Also what would happen, if the system does not have enough resources for the new consumer?
By default I wouldn't do anything (except in debug mode I'd log this information if it wasn't logged before in the last minute or so).
@dumblob consider a situation, where due to a temporary peak in load, it cannot keep up, so a channel/buffer/queue is filled to the max. The scheduler decides to launch a new worker, which increases the load even further, and so on and so forth => Things come to a grinding halt.
Adding a positive feedback loop, should not be done without understanding its limits and the behavior of the system in the degraded cases. I personally think, that it can not be done in the general case. I agree that this kind of elastic scaling may be useful for some cases, where you know that the feedback will be limited by external factors, but I think the default should be to do nothing, except may be log that the buffer was found to be full, and do not try to add new consumers automatically.

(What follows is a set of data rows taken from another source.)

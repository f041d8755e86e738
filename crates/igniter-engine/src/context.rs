//! Runtime context handed into condition evaluation.

use std::fmt::Debug;
use std::path::{Path, PathBuf};
use std::sync::Arc;

use igniter_config::Environment;
use igniter_core::{RuntimeVersion, TypePresenceOracle};

/// Existence probe for resource locations.
pub trait ResourceLoader: Debug + Send + Sync {
    /// Returns true if the resource at the given location exists.
    fn exists(&self, location: &str) -> bool;
}

/// Filesystem-backed resource loader.
///
/// Relative locations resolve against the configured root, absolute
/// locations are probed as-is.
#[derive(Debug, Clone, Default)]
pub struct FsResourceLoader {
    root: Option<PathBuf>,
}

impl FsResourceLoader {
    /// Loader resolving relative locations against the working directory.
    pub fn new() -> Self {
        Self::default()
    }

    /// Loader resolving relative locations against `root`.
    pub fn with_root(root: impl Into<PathBuf>) -> Self {
        Self {
            root: Some(root.into()),
        }
    }
}

impl ResourceLoader for FsResourceLoader {
    fn exists(&self, location: &str) -> bool {
        let path = Path::new(location);
        match (&self.root, path.is_absolute()) {
            (Some(root), false) => root.join(path).exists(),
            _ => path.exists(),
        }
    }
}

/// Collaborators available to condition evaluation.
///
/// Built once per bootstrap and shared by reference; all lookups are
/// synchronous on the bootstrap thread.
#[derive(Debug, Clone)]
pub struct ResolutionContext {
    environment: Arc<Environment>,
    types: Arc<dyn TypePresenceOracle>,
    resources: Arc<dyn ResourceLoader>,
    runtime_version: RuntimeVersion,
}

impl ResolutionContext {
    pub fn new(
        environment: Arc<Environment>,
        types: Arc<dyn TypePresenceOracle>,
        resources: Arc<dyn ResourceLoader>,
        runtime_version: RuntimeVersion,
    ) -> Self {
        Self {
            environment,
            types,
            resources,
            runtime_version,
        }
    }

    pub fn environment(&self) -> &Environment {
        &self.environment
    }

    pub fn types(&self) -> &dyn TypePresenceOracle {
        self.types.as_ref()
    }

    pub fn resources(&self) -> &dyn ResourceLoader {
        self.resources.as_ref()
    }

    pub fn runtime_version(&self) -> RuntimeVersion {
        self.runtime_version
    }
}
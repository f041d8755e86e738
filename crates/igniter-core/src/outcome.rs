//! Condition outcomes and their diagnostic messages.

use std::fmt;

use crate::condition::ConditionKind;

/// Human-readable diagnostic attached to a condition outcome.
///
/// Purely informational; never consulted for control flow.
#[derive(Debug, Clone, Default, PartialEq, Eq)]
pub struct ConditionMessage(String);

impl ConditionMessage {
    /// The empty message.
    pub fn empty() -> Self {
        Self::default()
    }

    /// A message from literal text.
    pub fn of(text: impl Into<String>) -> Self {
        Self(text.into())
    }

    /// Starts a message for the given condition kind, e.g.
    /// `(ResourcePresence) did not find resources 'x', 'y'`.
    pub fn for_condition(kind: ConditionKind) -> ConditionMessageBuilder {
        ConditionMessageBuilder {
            prefix: format!("({kind})"),
        }
    }

    pub fn is_empty(&self) -> bool {
        self.0.is_empty()
    }

    pub fn as_str(&self) -> &str {
        &self.0
    }
}

impl fmt::Display for ConditionMessage {
    fn fmt(&self, f: &mut fmt::Formatter<'_>) -> fmt::Result {
        f.write_str(&self.0)
    }
}

/// Builder producing the common message phrasings.
#[derive(Debug)]
pub struct ConditionMessageBuilder {
    prefix: String,
}

impl ConditionMessageBuilder {
    /// `(Kind) found <what> <items>`.
    pub fn found<I, T>(self, what: &str, items: I) -> ConditionMessage
    where
        I: IntoIterator<Item = T>,
        T: fmt::Display,
    {
        ConditionMessage(format!("{} found {what} {}", self.prefix, join(items)))
    }

    /// `(Kind) did not find <what> <items>`.
    pub fn did_not_find<I, T>(self, what: &str, items: I) -> ConditionMessage
    where
        I: IntoIterator<Item = T>,
        T: fmt::Display,
    {
        ConditionMessage(format!(
            "{} did not find {what} {}",
            self.prefix,
            join(items)
        ))
    }

    /// `(Kind) <reason>`.
    pub fn because(self, reason: impl fmt::Display) -> ConditionMessage {
        ConditionMessage(format!("{} {reason}", self.prefix))
    }
}

fn join<I, T>(items: I) -> String
where
    I: IntoIterator<Item = T>,
    T: fmt::Display,
{
    items
        .into_iter()
        .map(|item| format!("'{item}'"))
        .collect::<Vec<_>>()
        .join(", ")
}

/// The immutable result of evaluating one condition.
#[derive(Debug, Clone, PartialEq, Eq)]
pub struct ConditionOutcome {
    matched: bool,
    message: ConditionMessage,
}

impl ConditionOutcome {
    /// A matching outcome.
    pub fn matched(message: ConditionMessage) -> Self {
        Self {
            matched: true,
            message,
        }
    }

    /// A non-matching outcome.
    pub fn no_match(message: ConditionMessage) -> Self {
        Self {
            matched: false,
            message,
        }
    }

    pub fn is_match(&self) -> bool {
        self.matched
    }

    pub fn message(&self) -> &ConditionMessage {
        &self.message
    }
}
//! Metadata sidecar: cheap declarative facts about units.
//!
//! The sidecar is a flat key/value text resource with composite keys of the
//! form `<unitId>.<propertyKey>`. A lookup miss means "unknown", and fast
//! filters must treat unknown conservatively (do not reject).

use std::collections::HashMap;
use std::path::Path;

use igniter_core::UnitId;

use crate::error::{EngineError, Result};

/// Read-only lookup of per-unit declarative facts.
#[derive(Debug, Clone, Default)]
pub struct MetadataStore {
    entries: HashMap<String, String>,
}

impl MetadataStore {
    /// A store with no entries; every lookup is "unknown".
    pub fn empty() -> Self {
        Self::default()
    }

    /// Parses the sidecar text. Lines are `unitId.propertyKey = value`;
    /// blank lines and `#` comments are skipped; malformed lines are fatal.
    pub fn parse(text: &str) -> Result<Self> {
        let mut entries = HashMap::new();
        for (index, raw) in text.lines().enumerate() {
            let line = raw.trim();
            if line.is_empty() || line.starts_with('#') {
                continue;
            }
            let (key, value) = line.split_once('=').ok_or_else(|| {
                EngineError::MalformedMetadata {
                    line: index + 1,
                    reason: "expected 'unitId.propertyKey = value'".to_owned(),
                }
            })?;
            let key = key.trim();
            if !key.contains('.') {
                return Err(EngineError::MalformedMetadata {
                    line: index + 1,
                    reason: format!("key '{key}' is not a '<unitId>.<propertyKey>' composite"),
                });
            }
            entries.insert(key.to_owned(), value.trim().to_owned());
        }
        Ok(Self { entries })
    }

    /// Reads and parses a sidecar file.
    pub fn from_file(path: impl AsRef<Path>) -> Result<Self> {
        let path = path.as_ref();
        let text = std::fs::read_to_string(path).map_err(|source| EngineError::Io {
            path: path.to_path_buf(),
            source,
        })?;
        Self::parse(&text)
    }

    /// Raw value for a unit's property; `None` means unknown.
    pub fn get(&self, unit: &UnitId, key: &str) -> Option<&str> {
        self.entries
            .get(&format!("{unit}.{key}"))
            .map(String::as_str)
    }

    /// Comma-delimited value parsed into an ordered list; `None` means
    /// unknown (distinct from an explicitly empty value).
    pub fn get_set(&self, unit: &UnitId, key: &str) -> Option<Vec<String>> {
        self.get(unit, key).map(|value| {
            value
                .split(',')
                .map(str::trim)
                .filter(|item| !item.is_empty())
                .map(str::to_owned)
                .collect()
        })
    }
}
//! Configuration environment for Igniter.
//!
//! Load configuration properties from TOML or YAML files into an ordered
//! list of property sources, with earlier sources overriding later ones.
//!
//! # Examples
//!
//! Load an environment from a TOML string:
//!
//! ```
//! use igniter_config::Environment;
//!
//! let env = Environment::from_toml_str(r#"
//!     [igniter]
//!     enabled = true
//!     exclude = ["unit-a", "unit-b"]
//!
//!     [datastore]
//!     url = "postgres://localhost/app"
//! "#).unwrap();
//!
//! assert_eq!(env.get_bool("igniter.enabled", false).unwrap(), true);
//! assert_eq!(env.get_list("igniter.exclude"), vec!["unit-a", "unit-b"]);
//! assert_eq!(env.get("datastore.url"), Some("postgres://localhost/app"));
//! ```
//!
//! Resolve `${...}` placeholders against the environment:
//!
//! ```
//! use igniter_config::{Environment, PropertySource};
//!
//! let env = Environment::new()
//!     .with_source(PropertySource::from_pairs("defaults", [("app.home", "/opt/app")]));
//! assert_eq!(env.resolve_placeholders("${app.home}/conf").unwrap(), "/opt/app/conf");
//! ```

use std::collections::BTreeMap;
use std::path::Path;

use thiserror::Error;

/// Configuration error
#[derive(Debug, Error)]
pub enum ConfigError {
    #[error("IO error: {0}")]
    Io(#[from] std::io::Error),

    #[error("TOML parse error: {0}")]
    Toml(#[from] toml::de::Error),

    #[error("YAML parse error: {0}")]
    Yaml(#[from] serde_yaml::Error),

    #[error("could not resolve placeholder '${{{0}}}'")]
    UnresolvablePlaceholder(String),

    #[error("invalid boolean value '{value}' for property '{key}'")]
    InvalidBool { key: String, value: String },
}

/// One named set of flat string properties.
///
/// Nested TOML/YAML tables flatten to dotted keys; scalar arrays flatten to
/// comma-joined strings, the engine's list convention.
#[derive(Debug, Clone)]
pub struct PropertySource {
    name: String,
    values: BTreeMap<String, String>,
}

impl PropertySource {
    /// Builds a source from key/value pairs.
    pub fn from_pairs<K, V>(name: impl Into<String>, pairs: impl IntoIterator<Item = (K, V)>) -> Self
    where
        K: Into<String>,
        V: Into<String>,
    {
        Self {
            name: name.into(),
            values: pairs
                .into_iter()
                .map(|(k, v)| (k.into(), v.into()))
                .collect(),
        }
    }

    /// Parses a source from a TOML string.
    pub fn from_toml_str(name: impl Into<String>, s: &str) -> Result<Self, ConfigError> {
        let value: toml::Value = toml::from_str(s)?;
        let mut values = BTreeMap::new();
        flatten_toml("", &value, &mut values);
        Ok(Self {
            name: name.into(),
            values,
        })
    }

    /// Parses a source from a YAML string.
    pub fn from_yaml_str(name: impl Into<String>, s: &str) -> Result<Self, ConfigError> {
        let value: serde_yaml::Value = serde_yaml::from_str(s)?;
        let mut values = BTreeMap::new();
        flatten_yaml("", &value, &mut values);
        Ok(Self {
            name: name.into(),
            values,
        })
    }

    pub fn name(&self) -> &str {
        &self.name
    }

    pub fn get(&self, key: &str) -> Option<&str> {
        self.values.get(key).map(String::as_str)
    }
}

fn flatten_toml(prefix: &str, value: &toml::Value, out: &mut BTreeMap<String, String>) {
    match value {
        toml::Value::Table(table) => {
            for (key, child) in table {
                let full = join_key(prefix, key);
                flatten_toml(&full, child, out);
            }
        }
        toml::Value::Array(items) => {
            let joined = items
                .iter()
                .map(toml_scalar_to_string)
                .collect::<Vec<_>>()
                .join(",");
            out.insert(prefix.to_owned(), joined);
        }
        other => {
            out.insert(prefix.to_owned(), toml_scalar_to_string(other));
        }
    }
}

fn toml_scalar_to_string(value: &toml::Value) -> String {
    match value {
        toml::Value::String(s) => s.clone(),
        other => other.to_string(),
    }
}

fn flatten_yaml(prefix: &str, value: &serde_yaml::Value, out: &mut BTreeMap<String, String>) {
    match value {
        serde_yaml::Value::Mapping(mapping) => {
            for (key, child) in mapping {
                if let serde_yaml::Value::String(key) = key {
                    let full = join_key(prefix, key);
                    flatten_yaml(&full, child, out);
                }
            }
        }
        serde_yaml::Value::Sequence(items) => {
            let joined = items
                .iter()
                .map(yaml_scalar_to_string)
                .collect::<Vec<_>>()
                .join(",");
            out.insert(prefix.to_owned(), joined);
        }
        serde_yaml::Value::Null => {}
        other => {
            out.insert(prefix.to_owned(), yaml_scalar_to_string(other));
        }
    }
}

fn yaml_scalar_to_string(value: &serde_yaml::Value) -> String {
    match value {
        serde_yaml::Value::String(s) => s.clone(),
        serde_yaml::Value::Bool(b) => b.to_string(),
        serde_yaml::Value::Number(n) => n.to_string(),
        other => serde_yaml::to_string(other).unwrap_or_default().trim().to_owned(),
    }
}

fn join_key(prefix: &str, key: &str) -> String {
    if prefix.is_empty() {
        key.to_owned()
    } else {
        format!("{prefix}.{key}")
    }
}

/// Ordered collection of property sources.
///
/// Lookup walks the sources in order; the first source defining a key wins.
#[derive(Debug, Clone, Default)]
pub struct Environment {
    sources: Vec<PropertySource>,
}

impl Environment {
    /// Creates an environment with no sources.
    pub fn new() -> Self {
        Self::default()
    }

    /// Appends a source with lower precedence than the existing ones.
    pub fn with_source(mut self, source: PropertySource) -> Self {
        self.sources.push(source);
        self
    }

    /// Single-source environment from a TOML string.
    pub fn from_toml_str(s: &str) -> Result<Self, ConfigError> {
        Ok(Self::new().with_source(PropertySource::from_toml_str("toml", s)?))
    }

    /// Single-source environment from a TOML file.
    pub fn from_toml_file(path: impl AsRef<Path>) -> Result<Self, ConfigError> {
        let contents = std::fs::read_to_string(path)?;
        Self::from_toml_str(&contents)
    }

    /// Single-source environment from a YAML string.
    pub fn from_yaml_str(s: &str) -> Result<Self, ConfigError> {
        Ok(Self::new().with_source(PropertySource::from_yaml_str("yaml", s)?))
    }

    /// Single-source environment from a YAML file.
    pub fn from_yaml_file(path: impl AsRef<Path>) -> Result<Self, ConfigError> {
        let contents = std::fs::read_to_string(path)?;
        Self::from_yaml_str(&contents)
    }

    /// Looks a property up across all sources.
    pub fn get(&self, key: &str) -> Option<&str> {
        self.sources.iter().find_map(|source| source.get(key))
    }

    /// Reads a boolean property, falling back to `default` when absent.
    ///
    /// # Errors
    ///
    /// Returns an error when the property is present but is not `true` or
    /// `false` (case-insensitive).
    pub fn get_bool(&self, key: &str, default: bool) -> Result<bool, ConfigError> {
        match self.get(key) {
            None => Ok(default),
            Some(value) => match value.trim().to_ascii_lowercase().as_str() {
                "true" => Ok(true),
                "false" => Ok(false),
                _ => Err(ConfigError::InvalidBool {
                    key: key.to_owned(),
                    value: value.to_owned(),
                }),
            },
        }
    }

    /// Reads a comma-delimited list property; an absent key yields an empty
    /// list.
    pub fn get_list(&self, key: &str) -> Vec<String> {
        self.get(key)
            .map(|value| {
                value
                    .split(',')
                    .map(str::trim)
                    .filter(|item| !item.is_empty())
                    .map(str::to_owned)
                    .collect()
            })
            .unwrap_or_default()
    }

    /// Substitutes every `${key}` occurrence in `text` with the property's
    /// value.
    ///
    /// # Errors
    ///
    /// Returns an error for an unterminated or unresolvable placeholder;
    /// replaced text is not re-scanned.
    pub fn resolve_placeholders(&self, text: &str) -> Result<String, ConfigError> {
        let mut out = String::with_capacity(text.len());
        let mut rest = text;
        while let Some(start) = rest.find("${") {
            out.push_str(&rest[..start]);
            let after = &rest[start + 2..];
            let end = after
                .find('}')
                .ok_or_else(|| ConfigError::UnresolvablePlaceholder(after.to_owned()))?;
            let key = &after[..end];
            let value = self
                .get(key)
                .ok_or_else(|| ConfigError::UnresolvablePlaceholder(key.to_owned()))?;
            out.push_str(value);
            rest = &after[end + 1..];
        }
        out.push_str(rest);
        Ok(out)
    }
}

#[cfg(test)]
mod tests;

consider a situation, where due to a temporary peak in load, it cannot keep up, so a channel/buffer/queue is filled to the max. The scheduler decides to launch a new worker, which increases the load even further, and so on and so forth => Things come to a grinding halt.
This is just one of many situations. The default scheduler should be pretty conservative. There are also many other measures the default (i.e. a simple one) scheduler can (shall) take into account - but in this case it's quite easy as the scheduler knows everything about the whole graph (unlike in many other technologies where one doesn't know the whole state) and connections between nodes - imagine you know the load of all buffers thus the min/max flow between any two nodes (preferably a go routine instance acting as pure source(s) and a go routine instance being a pure sink(s)) is easily observable and thus the whole system perfectly tunable as the underlying graph theory and approximation algorithms are out there.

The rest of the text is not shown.